Pourquoi cet atelier se donne-t-il à Saint-Rémi ?

«J’ai été invité par le curé Yves Lepain, qui a lui-même été un des premiers responsables des rapprochements interreligieux. C’est aussi parce que l’imam Hassan Guillet [porte-parole du Conseil des imams du Québec et imam de Saint-Jean-sur-Richelieu] habite à Saint-Rémi. Chaque année, il organise chez lui un rassemblement de plusieurs centaines de musulmans et de non-musulmans et nous y avons participé moi et M. Lepain. C’est aussi parce qu’on trouve deux centres islamiques à Saint-Constant, tout près d’ici.»

Selon vous, en quoi l’intégration des musulmans représente-t-elle un défi ?

«Dans la tête de tous les Québécois, il y a un imaginaire, comme un hologramme de ce qu’est un musulman ou une musulmane et cette image n’est pas très positive. Il faut la travailler. Ça pose le défi du vivre ensemble. Moi, comme chrétien, je me dis comment je peux vivre avec les autres ? Depuis 10 ans, je vais à la mosquée à Brossard. Nous avons créé un comité de chrétiens et de musulmans. Au mois d’octobre, nous avons réuni 25 chrétiens et 25 musulmans et nous avons passé notre samedi matin ensemble, à échanger et à partager un repas.»

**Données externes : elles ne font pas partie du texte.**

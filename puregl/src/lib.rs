//! Loading of the OpenGL core profile function table.
//!
//! Core profile entry points are not statically linked on most platforms;
//! they have to be resolved at runtime, either through the windowing stack's
//! `get_proc_address` or from the system OpenGL library itself. This crate
//! generates struct-style bindings for the core profile at build time and
//! wraps both resolution paths behind [`load_with`] and [`load_system`].
//!
//! Loading is verified: entry points the core profile is required to carry
//! must actually resolve, so a successful load means the returned table is
//! usable rather than a grid of panicking stubs.
//!
//! ```no_run
//! let gl = puregl::load_system()?;
//! unsafe { gl.ClearColor(0.5, 0.5, 0.5, 1.0) };
//! # Ok::<(), puregl::Error>(())
//! ```

pub mod error;
#[cfg(any(free_unix, apple, windows))]
mod lib_loading;
mod loader;

pub use crate::error::{Error, ErrorKind, Result};
#[cfg(any(free_unix, apple, windows))]
pub use crate::loader::load_system;
pub use crate::loader::load_with;

/// Generated core profile bindings.
pub mod gl {
    #![allow(clippy::all)]
    include!(concat!(env!("OUT_DIR"), "/gl_bindings.rs"));
}
//! Function table construction and verification.

use std::collections::HashSet;
use std::ffi::{c_void, CStr, CString};
use std::ptr;

use crate::error::{Error, ErrorKind, Result};
use crate::gl;

/// Entry points every core profile implementation has to expose.
///
/// Kept sorted. Deliberately a cross-section of the profile: the GL 1.x
/// state setters live in the base library while the object APIs only come
/// from the extension loader, so a table passing this check resolved through
/// both paths.
const REQUIRED_SYMBOLS: &[&str] = &[
    "glBindVertexArray",
    "glClear",
    "glClearColor",
    "glClearDepth",
    "glCreateProgram",
    "glDrawArrays",
    "glEnable",
    "glGenBuffers",
    "glGenVertexArrays",
    "glGetIntegerv",
    "glGetString",
    "glViewport",
];

/// Build the core profile function table with the provided loader.
///
/// `loadfn` receives every entry point name the profile defines and returns
/// its address, or null for symbols it doesn't know. The signature matches
/// [`glutin`'s `GlDisplay::get_proc_address`], so a display can be handed in
/// unchanged. A context should be current while resolving.
///
/// # Errors
///
/// Fails with [`ErrorKind::NotFound`] when entry points from the required
/// set did not resolve, naming each of them in the error message.
///
/// [`glutin`'s `GlDisplay::get_proc_address`]: https://docs.rs/glutin/latest/glutin/display/trait.GlDisplay.html#tymethod.get_proc_address
pub fn load_with<F>(mut loadfn: F) -> Result<gl::Gl>
where
    F: FnMut(&CStr) -> *const c_void,
{
    let mut resolved = HashSet::new();
    let table = gl::Gl::load_with(|symbol| {
        let name = match CString::new(symbol) {
            Ok(name) => name,
            Err(_) => return ptr::null(),
        };

        let addr = loadfn(&name);
        if !addr.is_null() {
            resolved.insert(symbol);
        }
        addr
    });

    let missing: Vec<_> =
        REQUIRED_SYMBOLS.iter().copied().filter(|name| !resolved.contains(name)).collect();

    if missing.is_empty() {
        Ok(table)
    } else {
        Err(Error::new(
            None,
            Some(format!("missing core profile entry points: {}", missing.join(", "))),
            ErrorKind::NotFound,
        ))
    }
}

/// Build the core profile function table from the system OpenGL library.
///
/// Resolution goes through the platform's extension loading entry point
/// (`glXGetProcAddress` on free unix, `wglGetProcAddress` on Windows, plain
/// exports on Apple) with a fall back to the library's own exports. On
/// Windows the extension loader only answers while a context is current.
#[cfg(any(free_unix, apple, windows))]
pub fn load_system() -> Result<gl::Gl> {
    let lib = crate::lib_loading::GlLibrary::system()?;
    load_with(|symbol| lib.symbol(symbol))
}

#[cfg(test)]
mod tests {
    use super::*;

    extern "system" fn stub() {}

    #[test]
    fn rejects_loader_that_resolves_nothing() {
        let err = match load_with(|_| ptr::null()) {
            Ok(_) => panic!("expected loader to fail"),
            Err(err) => err,
        };
        assert_eq!(err.error_kind(), ErrorKind::NotFound);
        assert!(err.to_string().contains("glClearColor"));
        assert!(err.to_string().contains("glBindVertexArray"));
    }

    #[test]
    fn accepts_loader_that_resolves_everything() {
        // The stub address is never called, only stored.
        assert!(load_with(|_| stub as *const c_void).is_ok());
    }

    #[test]
    fn required_symbols_are_sorted_and_unique() {
        let mut sorted = REQUIRED_SYMBOLS.to_vec();
        sorted.sort_unstable();
        sorted.dedup();
        assert_eq!(sorted, REQUIRED_SYMBOLS);
    }
}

Comment se déroulera cet atelier ?

«Nous allons d’abord faire l’inventaire des points de vue par rapport à la présence des musulmans dans notre société. Cela va nous permettre de mesurer l’écart entre ce que les gens pensent et ce qu’ils voudraient porter comme idéal chrétien ou citoyen. Après, on essaie de voir ce qui est en jeu derrière leurs réactions, en fonction des différents aspects de la vie collective, que ce soit au niveau social, politique, économique, juridique, etc. Je ne leur réponds pas directement, mais je le fais en leur présentant des analyses et des données provenant d’organismes officiels. Je fais notamment référence à la position de la Banque mondiale par rapport à l’accueil des réfugiés et à celle du sociologue Gérard Bouchard.»

Quelle est la position chrétienne face aux autres religions ?

«Les critères de l’Évangile sont exigeants. Jésus a énoncé: «Tout ce que tu voudrais qu’un autre fasse pour toi, fais-le pour lui.» Ce n’est pas facile d’être chrétien. Rejeter la violence, respecter la liberté de religion et de croyance et consolider les relations interreligieuses, font partie des valeurs de base que les chrétiens sont appelés à adopter.»